Reactive oxygen species (ROS) have been postulated to play a major role in postischemic acute renal injury. Moreover, lipid peroxidation has been described as an important pathway of ROS-induced postischemic acute renal failure. To evaluate effects of selenium (Se) and trimetazidine (TMZ) on postischemic renal failure, renal tissue malondialdehyde (MDA) and superoxide dismutase (SOD) concentrations were measured in Wistar rats with ischemic renal failure. Treatment groups consisted of rats treated with TMZ (5 mg/kg orally) or Se (30 microg/kg orally) or TMZ+Se for 15 days. Ischemic groups consisted of rats with clamped left renal arteries for 1 hour. Before left renal arterial clamping, right nephrectomy was performed; after 24 hours, left nephrectomy was done.
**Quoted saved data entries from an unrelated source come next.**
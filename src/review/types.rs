use std::fmt;
use std::time::Duration;

use thiserror::Error;

use crate::inference::InferenceError;

/// One step of the review pipeline, in execution order.
#[derive(Debug, Clone, Copy, PartialEq, Eq, Hash)]
pub enum Stage {
    /// Decode the document and extract structured sections.
    Parsing,
    /// Derive key terms and the retrieval query.
    ExtractingTerms,
    /// Search external sources for related records.
    Retrieving,
    /// Score similarity and write the innovation narrative.
    Analyzing,
    /// Produce the evaluation narrative.
    Evaluating,
    /// Produce the final report text.
    Reporting,
}

impl Stage {
    /// Every stage in the order the orchestrator visits them.
    pub const ALL: [Stage; 6] = [
        Stage::Parsing,
        Stage::ExtractingTerms,
        Stage::Retrieving,
        Stage::Analyzing,
        Stage::Evaluating,
        Stage::Reporting,
    ];

    /// Stage that follows this one, `None` after reporting.
    pub const fn next(self) -> Option<Stage> {
        match self {
            Stage::Parsing => Some(Stage::ExtractingTerms),
            Stage::ExtractingTerms => Some(Stage::Retrieving),
            Stage::Retrieving => Some(Stage::Analyzing),
            Stage::Analyzing => Some(Stage::Evaluating),
            Stage::Evaluating => Some(Stage::Reporting),
            Stage::Reporting => None,
        }
    }

    /// One-based position used in progress messages.
    pub const fn ordinal(self) -> usize {
        match self {
            Stage::Parsing => 1,
            Stage::ExtractingTerms => 2,
            Stage::Retrieving => 3,
            Stage::Analyzing => 4,
            Stage::Evaluating => 5,
            Stage::Reporting => 6,
        }
    }

    /// Stable snake_case name used in logs and metrics.
    pub const fn as_str(self) -> &'static str {
        match self {
            Stage::Parsing => "parsing",
            Stage::ExtractingTerms => "extracting_terms",
            Stage::Retrieving => "retrieving",
            Stage::Analyzing => "analyzing",
            Stage::Evaluating => "evaluating",
            Stage::Reporting => "reporting",
        }
    }
}

impl fmt::Display for Stage {
    fn fmt(&self, f: &mut fmt::Formatter<'_>) -> fmt::Result {
        f.write_str(self.as_str())
    }
}

/// Failure of a single stage body or of the offloaded work running it.
#[derive(Debug, Clone, Error, PartialEq)]
pub enum StageError {
    /// Network or upstream failure.
    #[error("transport failure: {0}")]
    Transport(String),
    /// Upstream asked us to slow down.
    #[error("rate limited: {0}")]
    RateLimited(String),
    /// Work did not finish within its budget.
    #[error("timed out after {}s", .0.as_secs())]
    Timeout(Duration),
    /// Upstream answered with something unusable.
    #[error("malformed response: {0}")]
    MalformedResponse(String),
    /// The submitted document could not be decoded or read.
    #[error("invalid document: {0}")]
    InvalidDocument(String),
    /// Offloaded work panicked.
    #[error("task panicked: {0}")]
    Panicked(String),
    /// Offloaded work was cancelled before producing a result.
    #[error("task cancelled: {0}")]
    Cancelled(String),
}

impl From<InferenceError> for StageError {
    fn from(error: InferenceError) -> Self {
        match error {
            InferenceError::Timeout(after) => StageError::Timeout(after),
            InferenceError::Transport(message) => StageError::Transport(message),
            InferenceError::MalformedResponse(message) => StageError::MalformedResponse(message),
        }
    }
}

/// Why a pipeline stopped before producing a report.
#[derive(Debug, Clone, PartialEq)]
pub enum AbortCause {
    /// The request exceeded its wall-clock budget.
    GlobalTimeout {
        /// Budget that was exceeded.
        limit: Duration,
    },
    /// A stage failed and its policy does not allow continuing.
    StageFailed {
        /// Stage that failed.
        stage: Stage,
        /// Error reported by the stage.
        error: StageError,
    },
    /// The consumer of the output stream went away.
    ClientDisconnected,
}

impl fmt::Display for AbortCause {
    fn fmt(&self, f: &mut fmt::Formatter<'_>) -> fmt::Result {
        match self {
            AbortCause::GlobalTimeout { limit } => {
                write!(f, "global deadline of {}s exceeded", limit.as_secs())
            }
            AbortCause::StageFailed { stage, error } => write!(f, "{stage} failed: {error}"),
            AbortCause::ClientDisconnected => f.write_str("client disconnected"),
        }
    }
}

/// Orchestrator state machine position.
#[derive(Debug, Clone, PartialEq)]
pub enum PipelineState {
    /// A stage is about to run or is running.
    Running(Stage),
    /// Every stage resolved and the report was emitted.
    Done,
    /// The pipeline stopped early.
    Aborted(AbortCause),
}

/// Item produced by a running review, consumed by the stream encoder.
#[derive(Debug, Clone, PartialEq)]
pub enum ReviewEvent {
    /// Keep-alive with no payload.
    Heartbeat,
    /// Human-readable text to append to the output.
    Text(String),
    /// Final event; nothing follows it.
    Finished(Termination),
}

/// How a review ended.
#[derive(Debug, Clone, PartialEq)]
pub enum Termination {
    /// The report was produced.
    Completed,
    /// The pipeline aborted for the given reason.
    Aborted(AbortCause),
}

/// Validated input of one review request.
#[derive(Debug, Clone)]
pub struct ReviewRequest {
    /// Free-form instruction; also decides the output language.
    pub query: String,
    /// Base64 document, optionally prefixed with a data-URL header.
    pub document: String,
}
The animals were divided into 5 groups. Group 1 (n=7) was the nonischemic control group without treatment; Group 2 (n=6) was the ischemic control group treated with physiologic solution; Group 3 (n=5) received TMZ; Group 4 (n=5) received Se; and Group 5 (n=6) received TMZ+Se for 15 days. After TMZ and Se treatment, right renal tissue MDA significantly decreased in Groups 3-5 when compared with those in Group 1. There was no significant difference between nonischemic and ischemic renal tissue MDA in Groups 3, 4, and 5. Postischemic renal tissue SOD levels were higher than nonischemic levels in Group 3. In Groups 4 and 5, no significant differences were observed between nonischemic and ischemic renal tissue SOD levels. Moreover, total scores obtained from histopathologic evaluation of ischemic and nonischemic kidney samples in Groups 3, 4, and 5 were similar, but these scores in Group 2 were significantly different from those of Groups 3, 4, and 5. These results indicate that, under these study conditions, TMZ, Se, and TMZ+Se treatments prevent lipid peroxidation in ischemic and nonischemic renal tissue. Moreover, these treatments prevent histologic findings of postischemic-perfusion renal injury.